[Dataset records]
=====
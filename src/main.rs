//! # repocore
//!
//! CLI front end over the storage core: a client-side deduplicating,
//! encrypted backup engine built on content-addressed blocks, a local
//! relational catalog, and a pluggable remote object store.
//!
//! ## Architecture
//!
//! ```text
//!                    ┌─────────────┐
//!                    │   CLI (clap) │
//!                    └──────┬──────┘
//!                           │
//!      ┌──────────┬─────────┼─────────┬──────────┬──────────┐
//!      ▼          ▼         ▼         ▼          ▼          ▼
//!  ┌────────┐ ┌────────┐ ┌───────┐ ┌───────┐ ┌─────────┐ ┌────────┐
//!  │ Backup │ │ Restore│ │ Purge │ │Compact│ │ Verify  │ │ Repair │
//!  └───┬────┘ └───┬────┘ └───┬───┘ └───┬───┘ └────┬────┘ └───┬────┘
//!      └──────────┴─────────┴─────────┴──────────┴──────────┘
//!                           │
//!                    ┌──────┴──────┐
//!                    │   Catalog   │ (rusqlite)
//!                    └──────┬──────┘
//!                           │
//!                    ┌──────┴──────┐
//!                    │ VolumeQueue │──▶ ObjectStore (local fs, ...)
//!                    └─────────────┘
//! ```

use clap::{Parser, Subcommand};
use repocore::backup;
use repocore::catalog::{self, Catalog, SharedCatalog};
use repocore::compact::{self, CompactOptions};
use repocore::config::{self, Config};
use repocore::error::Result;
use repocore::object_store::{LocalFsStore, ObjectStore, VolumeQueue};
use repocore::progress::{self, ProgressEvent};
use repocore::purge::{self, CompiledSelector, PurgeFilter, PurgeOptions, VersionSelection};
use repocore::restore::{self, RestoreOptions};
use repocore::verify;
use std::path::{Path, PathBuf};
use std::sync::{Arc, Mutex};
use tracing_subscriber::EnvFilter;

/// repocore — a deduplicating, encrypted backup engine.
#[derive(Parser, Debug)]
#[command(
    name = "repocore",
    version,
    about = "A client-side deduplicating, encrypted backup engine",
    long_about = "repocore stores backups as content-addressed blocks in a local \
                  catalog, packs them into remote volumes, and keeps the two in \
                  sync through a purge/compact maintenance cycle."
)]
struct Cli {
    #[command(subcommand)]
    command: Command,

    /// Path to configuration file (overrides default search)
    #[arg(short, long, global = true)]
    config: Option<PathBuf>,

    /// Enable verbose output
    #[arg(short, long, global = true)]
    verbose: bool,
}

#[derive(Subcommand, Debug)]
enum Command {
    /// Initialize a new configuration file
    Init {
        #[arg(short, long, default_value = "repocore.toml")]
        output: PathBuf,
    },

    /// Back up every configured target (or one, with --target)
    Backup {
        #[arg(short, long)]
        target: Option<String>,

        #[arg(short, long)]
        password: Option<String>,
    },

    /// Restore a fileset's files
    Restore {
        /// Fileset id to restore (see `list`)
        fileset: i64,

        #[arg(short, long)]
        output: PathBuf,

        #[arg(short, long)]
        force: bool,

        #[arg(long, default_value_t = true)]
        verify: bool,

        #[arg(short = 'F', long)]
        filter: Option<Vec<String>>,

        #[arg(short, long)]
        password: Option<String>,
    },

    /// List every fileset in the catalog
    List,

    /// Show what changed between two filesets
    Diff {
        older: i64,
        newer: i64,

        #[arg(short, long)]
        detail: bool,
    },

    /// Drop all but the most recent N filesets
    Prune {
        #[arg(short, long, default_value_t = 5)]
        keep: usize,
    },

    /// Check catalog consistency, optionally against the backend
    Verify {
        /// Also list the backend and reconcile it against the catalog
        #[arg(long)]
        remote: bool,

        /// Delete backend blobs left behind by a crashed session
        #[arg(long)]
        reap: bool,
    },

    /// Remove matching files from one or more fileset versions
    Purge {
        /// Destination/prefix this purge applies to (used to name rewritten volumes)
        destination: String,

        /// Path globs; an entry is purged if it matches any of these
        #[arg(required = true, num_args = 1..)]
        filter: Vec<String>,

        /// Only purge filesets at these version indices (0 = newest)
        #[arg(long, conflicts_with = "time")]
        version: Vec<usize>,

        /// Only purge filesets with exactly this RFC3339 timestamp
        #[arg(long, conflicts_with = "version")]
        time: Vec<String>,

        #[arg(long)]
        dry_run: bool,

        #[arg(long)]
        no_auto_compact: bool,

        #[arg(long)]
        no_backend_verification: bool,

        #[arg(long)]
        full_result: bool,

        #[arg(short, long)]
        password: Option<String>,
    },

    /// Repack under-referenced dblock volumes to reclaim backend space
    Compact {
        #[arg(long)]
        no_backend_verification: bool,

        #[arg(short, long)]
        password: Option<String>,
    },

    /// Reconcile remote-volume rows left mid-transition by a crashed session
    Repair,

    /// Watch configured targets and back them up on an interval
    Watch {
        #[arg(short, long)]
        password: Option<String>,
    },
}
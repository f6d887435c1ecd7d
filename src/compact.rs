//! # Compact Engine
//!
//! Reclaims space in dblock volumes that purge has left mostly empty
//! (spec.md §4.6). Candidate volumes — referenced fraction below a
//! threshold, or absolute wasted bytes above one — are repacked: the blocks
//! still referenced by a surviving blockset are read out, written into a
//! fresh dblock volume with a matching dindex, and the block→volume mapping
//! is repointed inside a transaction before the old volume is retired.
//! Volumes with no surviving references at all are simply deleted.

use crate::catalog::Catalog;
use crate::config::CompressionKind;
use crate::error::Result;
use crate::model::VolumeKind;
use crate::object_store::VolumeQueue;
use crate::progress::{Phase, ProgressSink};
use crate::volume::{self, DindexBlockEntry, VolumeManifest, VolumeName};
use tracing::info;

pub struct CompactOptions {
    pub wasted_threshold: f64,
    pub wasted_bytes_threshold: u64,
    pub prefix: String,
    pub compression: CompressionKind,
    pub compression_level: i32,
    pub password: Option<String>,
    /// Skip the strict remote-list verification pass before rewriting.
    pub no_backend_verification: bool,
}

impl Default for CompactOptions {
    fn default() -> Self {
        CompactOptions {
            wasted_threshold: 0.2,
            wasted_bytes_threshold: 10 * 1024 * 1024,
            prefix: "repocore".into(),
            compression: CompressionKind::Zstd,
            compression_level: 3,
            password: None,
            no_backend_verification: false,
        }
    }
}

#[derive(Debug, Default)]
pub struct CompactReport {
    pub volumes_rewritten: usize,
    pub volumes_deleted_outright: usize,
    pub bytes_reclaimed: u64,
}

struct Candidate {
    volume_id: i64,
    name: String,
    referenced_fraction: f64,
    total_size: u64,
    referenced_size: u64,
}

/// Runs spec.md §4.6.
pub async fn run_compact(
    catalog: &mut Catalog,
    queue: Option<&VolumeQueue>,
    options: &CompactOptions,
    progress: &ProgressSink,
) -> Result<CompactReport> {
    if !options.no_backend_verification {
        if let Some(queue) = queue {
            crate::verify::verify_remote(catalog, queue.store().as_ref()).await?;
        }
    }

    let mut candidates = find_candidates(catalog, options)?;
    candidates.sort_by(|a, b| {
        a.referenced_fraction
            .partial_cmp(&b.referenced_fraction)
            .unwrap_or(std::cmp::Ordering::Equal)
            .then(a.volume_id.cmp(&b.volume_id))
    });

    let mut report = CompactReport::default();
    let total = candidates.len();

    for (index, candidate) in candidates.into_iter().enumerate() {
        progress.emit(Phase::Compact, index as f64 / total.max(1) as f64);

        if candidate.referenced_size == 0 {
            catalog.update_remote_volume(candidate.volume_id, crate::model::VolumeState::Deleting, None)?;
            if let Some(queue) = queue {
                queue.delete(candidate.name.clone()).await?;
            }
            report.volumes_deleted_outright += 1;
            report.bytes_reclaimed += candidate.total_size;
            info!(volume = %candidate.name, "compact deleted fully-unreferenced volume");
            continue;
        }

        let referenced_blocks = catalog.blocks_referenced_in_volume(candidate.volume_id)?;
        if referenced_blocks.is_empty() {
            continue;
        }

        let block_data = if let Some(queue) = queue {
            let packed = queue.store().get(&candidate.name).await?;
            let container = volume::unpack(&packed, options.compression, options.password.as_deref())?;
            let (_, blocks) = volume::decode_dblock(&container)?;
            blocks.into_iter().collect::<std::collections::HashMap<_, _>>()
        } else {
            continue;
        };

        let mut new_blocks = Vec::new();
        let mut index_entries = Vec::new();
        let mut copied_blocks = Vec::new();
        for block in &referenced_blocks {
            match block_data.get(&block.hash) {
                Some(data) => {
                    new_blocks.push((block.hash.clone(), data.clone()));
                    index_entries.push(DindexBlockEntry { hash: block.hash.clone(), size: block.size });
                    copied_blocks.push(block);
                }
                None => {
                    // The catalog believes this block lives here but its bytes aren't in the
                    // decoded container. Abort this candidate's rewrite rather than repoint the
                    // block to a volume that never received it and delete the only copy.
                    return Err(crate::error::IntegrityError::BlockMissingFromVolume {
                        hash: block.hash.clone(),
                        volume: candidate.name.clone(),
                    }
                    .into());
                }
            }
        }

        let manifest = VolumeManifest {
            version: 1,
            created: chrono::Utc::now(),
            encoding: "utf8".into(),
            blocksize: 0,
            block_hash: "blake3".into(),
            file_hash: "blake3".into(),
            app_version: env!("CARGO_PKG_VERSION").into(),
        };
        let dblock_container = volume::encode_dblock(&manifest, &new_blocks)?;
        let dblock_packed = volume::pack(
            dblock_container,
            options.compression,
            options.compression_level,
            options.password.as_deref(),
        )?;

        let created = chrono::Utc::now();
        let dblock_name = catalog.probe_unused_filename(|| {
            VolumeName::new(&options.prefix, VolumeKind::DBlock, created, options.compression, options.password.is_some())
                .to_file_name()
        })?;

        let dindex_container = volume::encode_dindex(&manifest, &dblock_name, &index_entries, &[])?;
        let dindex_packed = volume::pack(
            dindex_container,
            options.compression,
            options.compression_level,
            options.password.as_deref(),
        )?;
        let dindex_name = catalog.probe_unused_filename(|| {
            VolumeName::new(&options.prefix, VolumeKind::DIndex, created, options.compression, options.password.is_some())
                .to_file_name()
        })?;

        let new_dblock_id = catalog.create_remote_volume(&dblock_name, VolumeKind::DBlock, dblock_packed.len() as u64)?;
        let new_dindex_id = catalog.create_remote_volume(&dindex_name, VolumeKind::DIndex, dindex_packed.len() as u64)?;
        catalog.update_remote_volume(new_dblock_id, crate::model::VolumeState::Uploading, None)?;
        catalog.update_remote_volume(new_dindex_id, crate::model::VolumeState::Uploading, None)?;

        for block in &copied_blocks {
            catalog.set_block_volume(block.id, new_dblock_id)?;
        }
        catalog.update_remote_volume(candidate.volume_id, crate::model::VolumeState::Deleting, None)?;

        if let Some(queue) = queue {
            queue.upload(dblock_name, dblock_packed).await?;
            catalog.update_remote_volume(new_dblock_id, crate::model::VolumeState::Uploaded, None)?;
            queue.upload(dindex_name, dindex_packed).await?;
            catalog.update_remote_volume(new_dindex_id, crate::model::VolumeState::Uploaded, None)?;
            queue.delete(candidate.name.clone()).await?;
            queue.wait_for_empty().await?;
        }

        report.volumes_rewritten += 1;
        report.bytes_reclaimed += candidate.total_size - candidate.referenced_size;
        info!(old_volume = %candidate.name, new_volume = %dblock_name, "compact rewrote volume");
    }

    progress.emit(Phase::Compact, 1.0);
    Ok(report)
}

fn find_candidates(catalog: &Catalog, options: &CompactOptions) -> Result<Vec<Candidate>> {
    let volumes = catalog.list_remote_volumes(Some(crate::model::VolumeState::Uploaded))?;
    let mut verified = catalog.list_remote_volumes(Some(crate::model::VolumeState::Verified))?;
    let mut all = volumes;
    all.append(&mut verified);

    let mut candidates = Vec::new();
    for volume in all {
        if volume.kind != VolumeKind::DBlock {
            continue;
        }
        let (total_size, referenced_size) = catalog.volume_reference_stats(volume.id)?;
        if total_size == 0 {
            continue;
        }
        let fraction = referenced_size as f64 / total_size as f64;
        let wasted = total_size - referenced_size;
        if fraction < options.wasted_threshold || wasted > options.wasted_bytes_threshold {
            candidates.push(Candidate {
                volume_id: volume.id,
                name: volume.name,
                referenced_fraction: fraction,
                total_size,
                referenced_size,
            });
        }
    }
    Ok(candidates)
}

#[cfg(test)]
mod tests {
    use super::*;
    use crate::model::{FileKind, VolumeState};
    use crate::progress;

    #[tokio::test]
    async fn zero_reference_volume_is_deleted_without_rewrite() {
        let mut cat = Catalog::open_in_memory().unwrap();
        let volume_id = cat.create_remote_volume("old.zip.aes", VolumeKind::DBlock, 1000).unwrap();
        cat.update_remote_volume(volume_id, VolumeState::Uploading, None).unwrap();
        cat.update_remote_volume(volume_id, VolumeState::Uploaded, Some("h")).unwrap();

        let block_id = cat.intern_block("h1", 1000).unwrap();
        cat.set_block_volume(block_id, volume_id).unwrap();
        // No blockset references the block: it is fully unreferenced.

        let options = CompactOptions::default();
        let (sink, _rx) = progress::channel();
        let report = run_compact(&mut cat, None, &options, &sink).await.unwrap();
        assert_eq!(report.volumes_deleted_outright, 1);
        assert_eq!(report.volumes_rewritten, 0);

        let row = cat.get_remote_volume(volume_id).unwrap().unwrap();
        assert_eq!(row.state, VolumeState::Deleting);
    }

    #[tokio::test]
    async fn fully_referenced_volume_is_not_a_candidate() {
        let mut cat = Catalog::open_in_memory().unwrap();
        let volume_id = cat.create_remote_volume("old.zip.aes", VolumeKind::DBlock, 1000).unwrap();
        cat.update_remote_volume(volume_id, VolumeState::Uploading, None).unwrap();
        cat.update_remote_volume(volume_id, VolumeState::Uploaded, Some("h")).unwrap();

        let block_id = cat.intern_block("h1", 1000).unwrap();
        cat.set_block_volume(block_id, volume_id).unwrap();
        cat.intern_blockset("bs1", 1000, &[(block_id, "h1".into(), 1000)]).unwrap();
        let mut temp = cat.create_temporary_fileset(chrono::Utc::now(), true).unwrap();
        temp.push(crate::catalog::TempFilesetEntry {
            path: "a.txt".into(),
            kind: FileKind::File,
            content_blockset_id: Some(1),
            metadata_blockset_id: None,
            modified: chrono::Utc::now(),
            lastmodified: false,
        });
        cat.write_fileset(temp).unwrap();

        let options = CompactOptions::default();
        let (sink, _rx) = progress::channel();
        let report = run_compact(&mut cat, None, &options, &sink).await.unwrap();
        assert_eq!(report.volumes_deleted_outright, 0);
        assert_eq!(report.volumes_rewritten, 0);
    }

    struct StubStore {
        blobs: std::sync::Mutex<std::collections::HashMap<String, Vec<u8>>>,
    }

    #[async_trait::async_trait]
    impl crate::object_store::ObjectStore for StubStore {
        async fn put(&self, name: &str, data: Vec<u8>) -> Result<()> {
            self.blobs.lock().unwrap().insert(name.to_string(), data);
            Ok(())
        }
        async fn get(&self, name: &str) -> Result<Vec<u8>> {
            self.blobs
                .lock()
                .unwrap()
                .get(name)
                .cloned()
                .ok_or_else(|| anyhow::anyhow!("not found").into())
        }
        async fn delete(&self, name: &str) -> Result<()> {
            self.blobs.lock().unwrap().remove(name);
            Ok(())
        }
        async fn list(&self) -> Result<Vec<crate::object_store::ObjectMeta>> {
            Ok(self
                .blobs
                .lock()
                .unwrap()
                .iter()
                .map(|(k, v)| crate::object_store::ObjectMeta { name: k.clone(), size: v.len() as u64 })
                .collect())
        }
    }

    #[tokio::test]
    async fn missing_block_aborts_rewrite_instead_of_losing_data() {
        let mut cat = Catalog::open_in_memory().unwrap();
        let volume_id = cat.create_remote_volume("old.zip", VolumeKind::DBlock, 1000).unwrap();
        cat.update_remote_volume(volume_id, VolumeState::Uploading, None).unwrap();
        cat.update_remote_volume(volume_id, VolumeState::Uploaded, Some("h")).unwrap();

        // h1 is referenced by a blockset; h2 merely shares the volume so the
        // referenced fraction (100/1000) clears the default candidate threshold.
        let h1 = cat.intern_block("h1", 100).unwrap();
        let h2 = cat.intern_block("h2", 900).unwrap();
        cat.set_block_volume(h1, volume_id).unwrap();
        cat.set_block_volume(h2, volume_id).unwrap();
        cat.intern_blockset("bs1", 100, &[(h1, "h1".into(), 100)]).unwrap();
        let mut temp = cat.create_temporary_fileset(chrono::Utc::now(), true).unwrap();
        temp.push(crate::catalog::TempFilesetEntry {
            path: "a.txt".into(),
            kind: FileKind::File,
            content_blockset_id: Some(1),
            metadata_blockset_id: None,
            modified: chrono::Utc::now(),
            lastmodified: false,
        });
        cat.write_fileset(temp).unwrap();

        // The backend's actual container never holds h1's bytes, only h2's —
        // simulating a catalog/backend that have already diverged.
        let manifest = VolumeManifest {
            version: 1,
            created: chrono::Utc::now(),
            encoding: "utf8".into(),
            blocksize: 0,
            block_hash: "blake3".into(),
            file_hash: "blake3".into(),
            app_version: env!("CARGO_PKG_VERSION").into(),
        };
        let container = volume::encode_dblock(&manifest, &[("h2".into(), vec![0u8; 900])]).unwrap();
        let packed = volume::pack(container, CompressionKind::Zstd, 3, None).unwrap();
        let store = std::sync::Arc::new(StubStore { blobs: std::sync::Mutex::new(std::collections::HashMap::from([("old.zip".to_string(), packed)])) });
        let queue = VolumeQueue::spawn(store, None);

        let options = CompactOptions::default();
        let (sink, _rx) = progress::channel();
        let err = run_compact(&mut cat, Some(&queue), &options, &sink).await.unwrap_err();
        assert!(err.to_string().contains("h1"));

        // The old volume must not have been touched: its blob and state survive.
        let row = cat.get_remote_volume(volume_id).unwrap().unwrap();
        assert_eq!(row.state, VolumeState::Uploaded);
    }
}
=====
Your goal:
Work through the records above and count the lines that hold the string "Debug". Please give only that figure.

Task response:
3